Но вторая армия — она долго собиралась по мобилизационному расписанию, в ильин день, пришла из полей к вокзалам с котомками, чайниками, бабами; бабы выли, как полагается, мужики не смотрели на них и окрикивались, поодаль стояла безволосая унылая мордва; ехали через вокзалы, через города, в солдатском краю прели по избам, кипятили чай, пища им была горячая, сытная — вторая армия была уничтожена, мир был уничтожен.
И Эрзя разорванный, глухой лежал где-то в земле; лежали доехавшие. Но еще — через редакции, через шепоты улиц дошли до самых этажей, в комнаты налегли грудой, с упертыми, подломившимися под себя руками — будто вырваться, бежать. И тот, на этаже, глядел сквозь черное стекло окна, дрожа: через мостовые, в низах, хлестала опять безумная гиблая стихия, не медный — чугунный плыл всадник, пьяно откинув лавровую голову, веселясь… Пассажи горели; грузовики грохали, как по чугуну, они были полны, с них сваливалось; чугунной грудью преклонилось в высотах — идол был темен, всемирен, как ночь, был до самой Марны: все эти бумажные страницы, карты, приказания уверенных могли оказаться пустым игралищем, тенью. Человек потушил лампу, в темноте, задыхаясь, плакал, бесстыдно молился, хотел быть, как народ…
* * *
Ядрен ветер осенью; гулливы и взманчивы просторы; леса голы и бедны, сквозь них светится — какая большая, синяя в глубину Русь! Когда луна — вечерами — в тихую уличную всенощную слякоть — когда в темные горницы из необитаемых, выморочных полей — из ветра, из волчьего воя — луна; в это время звонят вечерни, в это время лампады в горницах говорят о тихом тепле, об уюте: а ведь вон там, без меня, в полях летит хмелевое, крик мой не крикнутый, летит мое, мое непойманное счастье! — темны, волшебны, темны там рубежи, гармоньи поют — заливом, хмельно кричат в ветер; валятся в ветер по двое, по трое в обнимку, крестя лаковыми сапогами, гармонья рвет — ых-хх!.. Свое, последнее гуляет молодняк.

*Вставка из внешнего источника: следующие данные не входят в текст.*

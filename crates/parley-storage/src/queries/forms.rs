// SPDX-FileCopyrightText: 2026 Parley Contributors
// SPDX-License-Identifier: MIT OR Apache-2.0

//! Saved form field values, flattened to a field-id -> value map.

use rusqlite::{OptionalExtension, params};

use parley_core::{ParleyError, SavedFormValues};

use crate::database::Database;

pub async fn save(
    db: &Database,
    user_key: &str,
    form_id: i64,
    values: &SavedFormValues,
) -> Result<(), ParleyError> {
    let user_key = user_key.to_string();
    let fields = serde_json::to_string(&values.values).map_err(|e| ParleyError::Storage {
        source: Box::new(e),
    })?;
    let sent = values.sent;
    db.connection()
        .call(move |conn| {
            conn.execute(
                "INSERT OR REPLACE INTO form_values (form_id, user_key, fields, sent)
                 VALUES (?1, ?2, ?3, ?4)",
                params![form_id, user_key, fields, sent],
            )?;
            Ok(())
        })
        .await
        .map_err(crate::database::map_tr_err)
}

pub async fn load(
    db: &Database,
    user_key: &str,
    form_id: i64,
) -> Result<Option<SavedFormValues>, ParleyError> {
    let user_key = user_key.to_string();
    let row: Option<(String, bool)> = db
        .connection()
        .call(move |conn| {
            let row = conn
                .query_row(
                    "SELECT fields, sent FROM form_values
                     WHERE form_id = ?1 AND user_key = ?2",
                    params![form_id, user_key],
                    |row| Ok((row.get(0)?, row.get(1)?)),
                )
                .optional()?;
            Ok(row)
        })
        .await
        .map_err(crate::database::map_tr_err)?;

    match row {
        Some((fields, sent)) => {
            let values = serde_json::from_str(&fields).map_err(|e| ParleyError::Storage {
                source: Box::new(e),
            })?;
            Ok(Some(SavedFormValues { values, sent }))
        }
        None => Ok(None),
    }
}

#[cfg(test)]
mod tests {
    use super::*;
    use std::collections::HashMap;
    use tempfile::tempdir;

    #[tokio::test]
    async fn save_then_load_round_trips_and_updates() {
        let dir = tempdir().unwrap();
        let db = Database::open(&dir.path().join("test.db")).await.unwrap();

        assert!(load(&db, "a@x||", 7).await.unwrap().is_none());

        let mut values = HashMap::new();
        values.insert("100".to_string(), "hello".to_string());
        values.insert("101".to_string(), "true".to_string());
        save(
            &db,
            "a@x||",
            7,
            &SavedFormValues {
                values: values.clone(),
                sent: false,
            },
        )
        .await
        .unwrap();

        let loaded = load(&db, "a@x||", 7).await.unwrap().unwrap();
        assert_eq!(loaded.values, values);
        assert!(!loaded.sent);

        save(&db, "a@x||", 7, &SavedFormValues { values, sent: true })
            .await
            .unwrap();
        assert!(load(&db, "a@x||", 7).await.unwrap().unwrap().sent);

        // other forms and identities stay independent
        assert!(load(&db, "a@x||", 8).await.unwrap().is_none());
        assert!(load(&db, "b@x||", 7).await.unwrap().is_none());

        db.close().await.unwrap();
    }
}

Гуляют и Толька с Калабой. Внизу, у ногайского вала, в слободах, варят брагу; пьют брагу с табаком, с разным корнем, чтоб очуметь. За полночь подтанакивают краковяки из горниц, хряскают половицы; ловят в сенях подруг, потных, в розовых платьях, с браслетками на красных исстиранных руках, бегут за ними в потемки, к плетням; ветер, луна; целовать бьющуюся, переломленную через плетень в горячем розовом платье, — а краковяки звонят из горниц, луна полна и бездонна, как жизнь, за плетнями времена темные неузнанные — манят, мутят горячую кровь.
Будет еще гульба.
Это не та ли ночь дальняя в крови, как зелье —
…море кипит в тьме под Одессой зелеными снегами, с моря — чужой грозной эскадрой, нахмуренным подземельем через бульвары, мол. По Николаеву бьют шестидюймовыми с лимана; в завокзалье над лиманом вдрызг щеплется каменная скорлупа кварталов, в брешах дымится степь; на площадях в Николаеве как будто еще висельные тени на деревянных глаголях, как будто еще ночь германской комендатуры над Бугом. По балкам в херсонщине оползнем пылит греческая, французская пехота; из двустволок, из берданок, из маузеров бьет по ней из-за курганов городская и степная рвань, — там щелкает в морды уверенным, чугунношагим из-за ресторанных туй в Херсоне, из-за ренессансов воздушно-белого жилья, — там бежит, кроется в камыши за Днепр, полночами горят камыши. Со взлобья, от управы, хлещет вдоль Говардовской европейскими пулеметами, шрапнелью, — цепями греческая, французская пехота оползает пристань, расстреливает тут же в сараях, наваливая у стенки кучей тряпья.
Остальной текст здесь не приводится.